Restrictions applied to women correspondents made it more difficult for them to turn in breaking news stories or get the scoop. They were associated with a contingent of the Women's Army Corps or field hospitals, and were to go no farther on the front than the nurses, wearing the WAC uniform and carrying their portable typewriters.
On D-Day, June 6, at the southern coast of England, Irwin reported on the first wounded returning from Normandy. On July 11 she crossed the English Channel to France with the first detachment of the WAC but did not see much action until just before the fall of Paris. Anxious for a scoop, Irwin broke the rules to get a story. She and a fellow woman reporter went AWOL from their press camp for three days and were nearly killed when they "blundered into a battle" just south of Paris, wrote Kenney.
Assigned to a press hotel in Paris in the summer of 1944, Irwin secured a three-day pass to visit the headquarters of the 19th Tactical Air Command attached to General Patton's Third Army. She stayed until Christmas. On September 21, 1944, the command accepted her as its first female correspondent. The Paris office issued an all-points bulletin for Irwin's unapproved absence, but she was "adept at dodging them," Kenney wrote.
In the winter and spring of 1945, enduring the hardships of a soldier, she followed the Third Army front in France, Belgium, Holland, Luxembourg and Germany. Irwin experienced the front lines, witnessed the horrors of war, took some real risks, and at the Rhine in Germany, "missed eternity by a matter of yards," obsessed with making it to the front, according to Kenney. Writing to Ben Reese of the Post she commented, "when I am not scared to death, I am tickled to death."
Anticipating the fall of the capital in April 1945, a bold Irwin and another American reporter, Andrew Tully, set out to cover what would be the pinnacle story of Irwin's career. By nightfall on April 27 they arrived in Berlin as the war still raged -- the first Americans to enter the capital and two weeks before any other war correspondent. In a devastated city, the dead lay everywhere, but the Russians held a festive banquet in their honor. Irwin described the Russian soldiers "celebrating with an almost indescribably wild joy." She retired late to write what she called "the story of the most exciting thing that could ever happen to a newspaper reporter."
On April 28 she wrote, "As I write, the Russians' artillery is pounding the heart of the city with a barrage. . . The earth shakes." Her story was a coup, but the red tape of getting it out was difficult and took several days.
On May 8, 1945, the Post-Dispatch's headline story was about its correspondent who got to Berlin. Celebrating official victory in Europe the front page read, "Post-Dispatch Reporter Gets into Berlin." A photo of a jubilant Irwin accompanied the article.
Irwin broke the mold and showed the world what she could do. She was instantly a national hero, honored with abundant accolades and a bonus of a year's pay. Independent, persistent and fearless, Irwin told the story of the capture of Berlin, an event unlike any other in the entire war. She had intrepidly pushed her way to cover the Germany surrender.
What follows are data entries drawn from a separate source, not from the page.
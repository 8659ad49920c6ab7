//! Player energy and bait counters consumed by casting.

use std::collections::BTreeMap;

use serde::{Deserialize, Serialize};

use crate::constants::ENERGY_MAX;

/// Counters the engine reads and decrements when a cast starts.
/// Implemented by whatever owns the player's session.
pub trait SupplyLedger {
    fn energy(&self) -> u32;
    fn bait_count(&self, bait_id: &str) -> u32;
    fn spend_energy(&mut self, amount: u32);
    fn consume_bait(&mut self, bait_id: &str);
}

/// A simple in-memory ledger.
#[derive(Debug, Clone, PartialEq, Serialize, Deserialize)]
pub struct PlayerSupplies {
    pub energy: u32,
    #[serde(default)]
    pub bait: BTreeMap<String, u32>,
}

impl Default for PlayerSupplies {
    fn default() -> Self {
        Self {
            energy: ENERGY_MAX,
            bait: BTreeMap::new(),
        }
    }
}

impl PlayerSupplies {
    pub fn with_bait(mut self, bait_id: &str, count: u32) -> Self {
        self.bait.insert(bait_id.to_string(), count);
        self
    }

    /// Restore energy up to the cap.
    pub fn regenerate(&mut self, amount: u32) {
        self.energy = self.energy.saturating_add(amount).min(ENERGY_MAX);
    }
}

impl SupplyLedger for PlayerSupplies {
    fn energy(&self) -> u32 {
        self.energy
    }

    fn bait_count(&self, bait_id: &str) -> u32 {
        self.bait.get(bait_id).copied().unwrap_or(0)
    }

    fn spend_energy(&mut self, amount: u32) {
        self.energy = self.energy.saturating_sub(amount);
    }

    fn consume_bait(&mut self, bait_id: &str) {
        if let Some(count) = self.bait.get_mut(bait_id) {
            *count = count.saturating_sub(1);
        }
    }
}
impl FishingEngine {
    pub fn new(config: SimConfig, catalog: Catalog) -> Self {
        Self {
            catalog,
            world: World::new(),
            time: SimTime::default(),
            phase: FightPhase::Idle,
            cast: None,
            school_location: None,
            school_config: config.school,
            max_step_secs: config.max_step_secs,
            pulling: false,
            hour: GameClock::default().hour(),
            rng: ChaCha8Rng::seed_from_u64(config.seed),
            events: Vec::new(),
        }
    }

    /// Arrive at a location with the line out of the water, and spawn a fresh school.
    /// Refused while a cast or fight is in progress.
    pub fn enter_location(&mut self, location_id: &str) -> Result<(), ActionRejected> {
        let state = self.phase.kind();
        if !(state == GameStateKind::Idle || state.is_terminal()) {
            return Err(ActionRejected::WrongState {
                action: "travel",
                state,
            });
        }
        self.catalog.location(location_id)?;
        debug!("travelled to {location_id}");
        self.phase = FightPhase::Idle;
        self.cast = None;
        self.pulling = false;
        self.spawn_school(location_id);
        Ok(())
    }

    /// Hour of day used for species activity windows.
    pub fn set_hour(&mut self, hour: u32) {
        self.hour = hour % 24;
    }

    /// Cast the line. Spends energy and (unless unlimited) one bait.
    pub fn start_cast(
        &mut self,
        request: CastRequest,
        supplies: &mut impl SupplyLedger,
    ) -> Result<(), CastError> {
        let state = self.phase.kind();
        if state != GameStateKind::Idle {
            return Err(CastError::NotIdle { state });
        }
        if !request.location.permits(request.loadout.rod.fishing_type) {
            return Err(CastError::IncompatibleGearForLocation {
                location_id: request.location.id.clone(),
            });
        }
        if !request.bait.unlimited && supplies.bait_count(&request.bait.id) == 0 {
            return Err(CastError::NoBait {
                bait_id: request.bait.id.clone(),
            });
        }
        if supplies.energy() < CAST_ENERGY_COST {
            return Err(CastError::NoEnergy {
                available: supplies.energy(),
                required: CAST_ENERGY_COST,
            });
        }

        supplies.spend_energy(CAST_ENERGY_COST);
        if !request.bait.unlimited {
            supplies.consume_bait(&request.bait.id);
        }

        let location_changed = self.school_location.as_deref() != Some(request.location.id.as_str());
        if location_changed || school::school_size(&self.world) == 0 {
            self.spawn_school(&request.location.id);
        }

        debug!("cast with {} at {}", request.bait.id, request.location.id);
        self.events.push(FishingEvent::CastStarted {
            bait_id: request.bait.id.clone(),
        });
        self.cast = Some(ActiveCast {
            point: systems::attraction::cast_point(request.target),
            request,
        });
        self.pulling = false;
        self.phase = FightPhase::Casting {
            stage: CastingStage::Windup,
            stage_timer: Countdown::new(CastingStage::Windup.duration_secs()),
        };
        Ok(())
    }

    /// Strike. Sets the hook on a bite, loses the fish on a nibble.
    pub fn set_hook_intent(&mut self) -> Result<GameStateKind, HookError> {
        match std::mem::take(&mut self.phase) {
            FightPhase::Biting { bite, .. } => {
                self.phase = self.hook_fish(bite);
            }
            FightPhase::Nibbling { .. } => {
                self.phase = self.finish(FightOutcome::StrikeTooEarly);
            }
            other => {
                let state = other.kind();
                self.phase = other;
                return Err(HookError::NothingOnTheLine { state });
            }
        }
        Ok(self.phase.kind())
    }

    /// Hold or release the reel. Sampled by every tick.
    pub fn set_pull_input(&mut self, active: bool) {
        self.pulling = active;
    }

    /// Spend a full hit charge to stun the fish.
    pub fn trigger_hit(&mut self) -> Result<HitOutcome, HitError> {
        let FightPhase::Reeling(session) = &mut self.phase else {
            return Err(HitError::NotReeling);
        };
        let outcome = integrator::trigger_hit(&mut session.meters, &session.profile)?;
        debug!(
            "hit: stunned for {:.2}s (effective: {})",
            outcome.stun_secs(),
            outcome.was_effective
        );
        self.events.push(FishingEvent::Stunned { outcome });
        Ok(outcome)
    }

    /// Reel the bait back in while waiting or during a bite. Pending timers are dropped.
    pub fn abandon(&mut self) -> Result<(), ActionRejected> {
        let state = self.phase.kind();
        if !(state.is_cancellable() || state == GameStateKind::Casting) {
            return Err(ActionRejected::WrongState {
                action: "abandon",
                state,
            });
        }
        debug!("abandoned cast while {state:?}");
        self.reset_to_idle();
        self.events.push(FishingEvent::Abandoned);
        Ok(())
    }

    /// Dismiss a catch or loss and return to idle.
    pub fn acknowledge(&mut self) -> Result<(), ActionRejected> {
        let state = self.phase.kind();
        if !state.is_terminal() {
            return Err(ActionRejected::WrongState {
                action: "acknowledge",
                state,
            });
        }
        self.reset_to_idle();
        Ok(())
    }

    /// Apply a player command.
    pub fn execute(
        &mut self,
        command: PlayerCommand,
        supplies: &mut impl SupplyLedger,
    ) -> Result<(), ActionRejected> {
        match command {
            PlayerCommand::Cast { request } => self.start_cast(request, supplies)?,
            PlayerCommand::SetHook => {
                self.set_hook_intent()?;
            }
            PlayerCommand::SetPull { active } => self.set_pull_input(active),
            PlayerCommand::Hit => {
                self.trigger_hit()?;
            }
            PlayerCommand::Abandon => self.abandon()?,
            PlayerCommand::Acknowledge => self.acknowledge()?,
        }
        Ok(())
    }

    /// Advance the simulation by `dt` seconds (capped) and return telemetry.
    /// A non-finite `dt` counts as a zero-length step.
    pub fn tick(&mut self, dt: f64) -> FightTelemetry {
        let dt = if dt.is_finite() {
            dt.clamp(0.0, self.max_step_secs)
        } else {
            0.0
        };
        self.run_systems(dt);
        self.time.advance(dt);

        let events = std::mem::take(&mut self.events);
        systems::telemetry::build_telemetry(self.time, &self.phase, events)
    }

    pub fn state(&self) -> GameStateKind {
        self.phase.kind()
    }

    pub fn phase(&self) -> &FightPhase {
        &self.phase
    }

    pub fn time(&self) -> SimTime {
        self.time
    }

    pub fn hour(&self) -> u32 {
        self.hour
    }

    pub fn catalog(&self) -> &Catalog {
        &self.catalog
    }

    /// Get a read-only reference to the ECS world.
    pub fn world(&self) -> &World {
        &self.world
    }

    /// Put a motionless fish of `species_id` at `position` (for testing).
    #[cfg(test)]
    pub fn spawn_test_swimmer(&mut self, species_id: &str, position: DVec2) -> hecs::Entity {
        let species = self
            .catalog
            .species(species_id)
            .expect("test species exists")
            .clone();
        let entity = school::spawn_swimmer(&mut self.world, &mut self.rng, &species, position);
        if let Ok(mut swim) = self.world.get::<&mut tightline_core::components::Swim>(entity) {
            swim.speed = 0.0;
            swim.velocity = DVec2::ZERO;
        }
        entity
    }

    /// Replace the current phase (for testing).
    #[cfg(test)]
    pub fn force_phase(&mut self, phase: FightPhase) {
        self.phase = phase;
    }

    /// Mutable access to the fight in progress (for testing).
    #[cfg(test)]
    pub fn session_mut(&mut self) -> Option<&mut FightSession> {
        match &mut self.phase {
            FightPhase::Reeling(session) => Some(session),
            _ => None,
        }
    }

    fn spawn_school(&mut self, location_id: &str) {
        self.school_location = Some(location_id.to_string());
        if !self.school_config.enabled {
            school::clear_school(&mut self.world);
            return;
        }
        let species = self.catalog.species_for_location(location_id);
        let count = school::respawn_school(
            &mut self.world,
            &mut self.rng,
            &species,
            self.school_config.min_size,
            self.school_config.max_size,
        );
        debug!("spawned {count} fish at {location_id}");
    }

    fn reset_to_idle(&mut self) {
        self.phase = FightPhase::Idle;
        self.cast = None;
        self.pulling = false;
    }

    /// Report `outcome` and return the terminal phase for it.
    fn finish(&mut self, outcome: FightOutcome) -> FightPhase {
        info!("fight over: {outcome:?}");
        let phase = match &outcome {
            FightOutcome::Caught { fish } => FightPhase::Caught(fish.clone()),
            _ => FightPhase::Lost,
        };
        self.pulling = false;
        self.events.push(FishingEvent::Outcome { outcome });
        phase
    }

    /// Run catch resolution and start the fight.
    fn hook_fish(&mut self, bite: Bite) -> FightPhase {
        let Some(cast) = &self.cast else {
            return FightPhase::Idle;
        };
        let location_id = cast.request.location.id.as_str();
        let candidates: Vec<&Species> = self.catalog.species_for_location(location_id);
        let attracted = bite
            .attracted
            .as_ref()
            .and_then(|a| self.catalog.species(&a.species_id).ok());
        let ctx = CatchContext {
            candidates: &candidates,
            bait_id: &cast.request.bait.id,
            location_id,
            hook_size: cast.request.loadout.hook.size,
            hour: self.hour,
        };

        let Some((species, fish)) = catch_roll::resolve_catch(&mut self.rng, attracted, &ctx)
        else {
            warn!("no species to hook at {location_id}");
            return self.finish(FightOutcome::FishEscaped);
        };
        let profile = FightProfile::new(&cast.request.loadout, species, fish.weight_kg);

        if let Some(a) = &bite.attracted {
            let _ = self.world.despawn(a.entity);
        }
        info!(
            "hooked {} ({:.2}kg, {:.1}cm, rank {:?})",
            fish.species_id, fish.weight_kg, fish.length_cm, fish.rank
        );
        self.events.push(FishingEvent::Hooked { fish: fish.clone() });
        FightPhase::Reeling(Box::new(FightSession::new(fish, profile)))
    }

    /// Run all systems for the current phase.
    fn run_systems(&mut self, dt: f64) {
        let phase = std::mem::take(&mut self.phase);
        self.phase = match phase {
            FightPhase::Casting {
                stage,
                mut stage_timer,
            } => {
                if !stage_timer.advance(dt) {
                    FightPhase::Casting { stage, stage_timer }
                } else if let Some(next) = stage.next() {
                    FightPhase::Casting {
                        stage: next,
                        stage_timer: Countdown::new(next.duration_secs()),
                    }
                } else {
                    debug!("line settled");
                    self.events.push(FishingEvent::LineSettled);
                    FightPhase::Waiting {
                        next_check: Countdown::new(FIRST_ATTRACTION_DELAY_SECS),
                    }
                }
            }
            FightPhase::Waiting { mut next_check } => {
                if !next_check.advance(dt) {
                    FightPhase::Waiting { next_check }
                } else {
                    match self.check_attraction() {
                        Some(bite) => self.start_bite(bite),
                        None => FightPhase::Waiting {
                            next_check: Countdown::new(ATTRACTION_INTERVAL_SECS),
                        },
                    }
                }
            }
            FightPhase::Nibbling {
                mut until_bite,
                bite,
            } => {
                if until_bite.advance(dt) {
                    self.biting(bite)
                } else {
                    FightPhase::Nibbling { until_bite, bite }
                }
            }
            FightPhase::Biting { mut window, bite } => {
                if window.advance(dt) {
                    debug!("bite window closed");
                    self.events.push(FishingEvent::BiteMissed);
                    self.cast = None;
                    FightPhase::Idle
                } else {
                    FightPhase::Biting { window, bite }
                }
            }
            FightPhase::Reeling(mut session) => {
                match systems::fight::run(
                    &mut session,
                    self.pulling,
                    dt,
                    &mut self.rng,
                    &mut self.events,
                ) {
                    None => FightPhase::Reeling(session),
                    Some(terminal) => {
                        let outcome = match terminal {
                            Terminal::Landed => FightOutcome::Caught {
                                fish: session.fish.clone(),
                            },
                            Terminal::LineBroken => FightOutcome::LineBroken,
                            Terminal::Escaped => FightOutcome::FishEscaped,
                        };
                        self.finish(outcome)
                    }
                }
            }
            settled @ (FightPhase::Idle | FightPhase::Caught(_) | FightPhase::Lost) => settled,
        };
    }

    fn check_attraction(&mut self) -> Option<Bite> {
        let cast = self.cast.as_ref()?;
        let location_has_fish = self
            .catalog
            .species
            .iter()
            .any(|s| s.lives_in(&cast.request.location.id));
        let bait = BaitInWater {
            point: cast.point,
            bait: &cast.request.bait,
            location_has_fish,
        };
        systems::attraction::check(&mut self.world, &mut self.rng, &self.catalog, &bait)
    }

    /// A fish took interest: usually it nibbles first.
    fn start_bite(&mut self, bite: Bite) -> FightPhase {
        if self.rng.gen_bool(NIBBLE_FIRST_CHANCE) {
            let delay = self.rng.gen_range(NIBBLE_MIN_SECS..=NIBBLE_MAX_SECS);
            debug!("nibble for {delay:.2}s");
            self.events.push(FishingEvent::Nibble {
                species_id: bite.species_id(),
            });
            FightPhase::Nibbling {
                until_bite: Countdown::new(delay),
                bite,
            }
        } else {
            self.biting(bite)
        }
    }

    fn biting(&mut self, bite: Bite) -> FightPhase {
        debug!("bite");
        self.events.push(FishingEvent::Bite {
            species_id: bite.species_id(),
        });
        FightPhase::Biting {
            window: Countdown::new(BITE_WINDOW_SECS),
            bite,
        }
    }
}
Irwin never achieved her goal to be a newsroom reporter for the Post. After 14 years assigned to the New York Bureau of the Post writing feature stories, Irwin retired at age 55, lived quietly in Webb City, Mo., and died at age 72 in 1980, her unique place in history forgotten.
Iris Nelson is retired from her position as reference librarian and archivist at the Quincy Public Library. She serves on boards for civic and historical organizations and has written articles for historical journals.
Sources
Sorel, Nancy Caldwell. The Women Who Wrote the War. New York: Arcade Publishing, 1999.
Kenney, Anne R. "She Got to Berlin: Virginia Irwin, St. Louis Post-Dispatch War Correspondent," Missouri Historical Review 79, no. 4 (1985): 456-479.